The Fourth Amendment protects against unreasonable searches and seizures, including requiring any search warrant to be sanctioned by a judge and upheld with probable cause. For this reason, the police are unable to approach your home, knock on your door, enter and rummage through your things looking for illegal contraband. The workplace should be no different. Mandating suspicionless drug tests violates the privacy of prospective employees and unnecessarily drags the private home life of an individual under the guise of an unwarranted authority, the employer. According to Sheila Gladstone and Ashley Thomas, of Lloyd Gosselink Rochelle & Townsend P.C., the United States Supreme Court has “created two exceptions to the requirement that all searches be conducted pursuant to a warrant: if (i) the government can show a ‘special need’ to conduct the drug test, or (ii) there is ‘reasonable suspicion’ of drug use,” meaning public sector jobs are protected by the amendment while private sector employers can randomly conduct drug tests without probable cause.
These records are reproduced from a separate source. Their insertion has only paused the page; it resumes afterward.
impl LastFmClient {
    pub fn new(http: HttpClient, api_url: impl Into<String>) -> Self {
        Self {
            http,
            api_url: api_url.into(),
        }
    }

    /// Signed request parameters; `format` is appended after signing.
    pub fn signed_params(
        session: &ScrobbleSession,
        method: &str,
        extra: impl IntoIterator<Item = (String, String)>,
    ) -> Vec<(String, String)> {
        let mut params = BTreeMap::new();
        params.insert("api_key".to_string(), session.api_key.clone());
        params.insert("method".to_string(), method.to_string());
        params.extend(extra);
        let api_sig = sign_params(&params, &session.shared_secret);
        let mut out: Vec<(String, String)> = params.into_iter().collect();
        out.push(("api_sig".to_string(), api_sig));
        out.push(("format".to_string(), "json".to_string()));
        out
    }

    /// Last.fm may answer 200 with an `error` object; both shapes are failures.
    fn decode(result: Result<FetchedResponse, FetchError>) -> Result<JsonValue, ScrobbleError> {
        let resp = result.map_err(map_transport)?;
        let body: JsonValue = resp.json()?;
        if body.get("error").is_some() {
            return Err(match serde_json::from_value::<LastFmErrorBody>(body.clone()) {
                Ok(err) => ScrobbleError::Api {
                    code: err.error,
                    message: err.message,
                },
                Err(_) => ScrobbleError::Unexpected(body.to_string()),
            });
        }
        Ok(body)
    }

    /// Exchange an auth token for a session key; returns the session with it set.
    pub async fn get_session(
        &self,
        session: &ScrobbleSession,
        token: &str,
    ) -> Result<(ScrobbleSession, LastFmSessionInfo), ScrobbleError> {
        let params = Self::signed_params(
            session,
            "auth.getSession",
            [("token".to_string(), token.to_string())],
        );
        let body = Self::decode(self.http.get(&self.api_url, &params).await)?;
        let envelope: SessionEnvelope = serde_json::from_value(body.clone())
            .map_err(|_| ScrobbleError::Unexpected(body.to_string()))?;
        info!(user = %envelope.session.name, "obtained Last.fm session");
        Ok((session.with_session_key(envelope.session.key.clone()), envelope.session))
    }
}

#[async_trait]
impl ScrobbleSink for LastFmClient {
    async fn submit(
        &self,
        session: &ScrobbleSession,
        batch: &SubmissionBatch,
    ) -> Result<JsonValue, ScrobbleError> {
        let Some(session_key) = session.session_key.clone().filter(|k| !k.is_empty()) else {
            return Err(ScrobbleError::MissingSessionKey);
        };
        let mut extra = vec![
            ("sk".to_string(), session_key),
            ("autocorrect".to_string(), "1".to_string()),
        ];
        extra.extend(batch.indexed_params());
        let params = Self::signed_params(session, "track.scrobble", extra);
        debug!(records = batch.len(), "submitting scrobble batch");
        Self::decode(self.http.post_form(&self.api_url, &params).await)
    }
}

/// Fire-and-forget summary messages.
#[async_trait]
pub trait Notifier: Send + Sync {
    async fn notify(&self, message: &str) -> Result<(), FetchError>;
}

#[derive(Debug, Default, Clone, Copy)]
pub struct NoopNotifier;

#[async_trait]
impl Notifier for NoopNotifier {
    async fn notify(&self, _message: &str) -> Result<(), FetchError> {
        Ok(())
    }
}

/// Discord-compatible incoming webhook (`{"content": ...}`).
#[derive(Debug, Clone)]
pub struct DiscordWebhook {
    http: HttpClient,
    url: String,
}

impl DiscordWebhook {
    pub fn new(http: HttpClient, url: impl Into<String>) -> Self {
        Self {
            http,
            url: url.into(),
        }
    }
}

#[async_trait]
impl Notifier for DiscordWebhook {
    async fn notify(&self, message: &str) -> Result<(), FetchError> {
        self.http
            .post_json(&self.url, &serde_json::json!({ "content": message }))
            .await?;
        Ok(())
    }
}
While reasonable suspicion makes sense, as employers should be able to test employees if they appear high at work for example, the notion of “special need” is often exaggerated and abused by employers across the board. Any position which is deemed “safety-sensitive, high-security or involves the detection of illegal drugs” allows testing to be done “randomly, across-the-board or otherwise without individualized suspicion.” Therefore, menial office jobs and entry-level positions do not warrant this special need, and thus do not warrant unnecessary and random urine tests.
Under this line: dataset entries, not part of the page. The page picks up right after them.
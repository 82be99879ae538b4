use std::error::Error;
use std::fmt;

#[derive(Debug, Clone, Copy, PartialEq, Eq)]
pub enum CoreErrorCode {
    Io,
    UnsupportedFormat,
    Container,
    MissingInnerFile,
    InvalidRoster,
    NoForces,
    MalformedNumber,
    JsonSyntax,
    XmlSyntax,
}

/// 1-based line/column inside the decoded text.
#[derive(Debug, Clone, Copy, PartialEq, Eq)]
pub struct TextPosition {
    pub line: usize,
    pub column: usize,
}

#[derive(Debug, Clone, PartialEq, Eq)]
pub struct CoreError {
    pub code: CoreErrorCode,
    pub message: String,
    pub position: Option<TextPosition>,
}

impl CoreError {
    pub fn new(code: CoreErrorCode, message: impl Into<String>) -> Self {
        Self {
            code,
            message: message.into(),
            position: None,
        }
    }

    pub fn at(mut self, line: usize, column: usize) -> Self {
        self.position = Some(TextPosition { line, column });
        self
    }
}

impl fmt::Display for CoreError {
    fn fmt(&self, f: &mut fmt::Formatter<'_>) -> fmt::Result {
        write!(f, "{:?}: {}", self.code, self.message)
    }
}

impl Error for CoreError {}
As clearly outlined by the Fourth Amendment, random drug tests remove a person’s right from unreasonable search and seizure. As argued by the ACLU, maintaining a policy of random drug tests for students and employees is “not an effective way of combating drug use” in schools and workplaces. “A drug test is not likely to catch most drug users. Alcohol and most drugs are virtually undetectable” unless the individual “is under the influence at the time the test is administered.” The policy may encourage laborers and students to use “more dangerous drugs to avoid detection. Because marijuana is the most easily detectable drug, students may use harder drugs or binge drink, creating greater health risks.” Drug testing arises from the remains of a generation of administrators and business employers who are overly anxious of the consequences of buzzword substances, such as marijuana. The imposition of drug testing grants employers a feeling of superiority and control over their workers, symptoms revealing a lack of trust and understanding between the two. Instead of administering tests to catch drug usage and fire employees, companies should strive to administer more positive drug-related standards, such as programs funding rehabilitation and medical aid. We must be able to move past the American-led notion that employers own their employees to such lengths that workers begin to lose a sense of privacy, control, choice and independence. Drug testing upholds the idea that one is guilty until proven innocent, breaching not only international human rights under the UN’s Universal Declaration of Human Rights, but most jurisdictions around the globe.

David Hatami is a junior majoring in political science.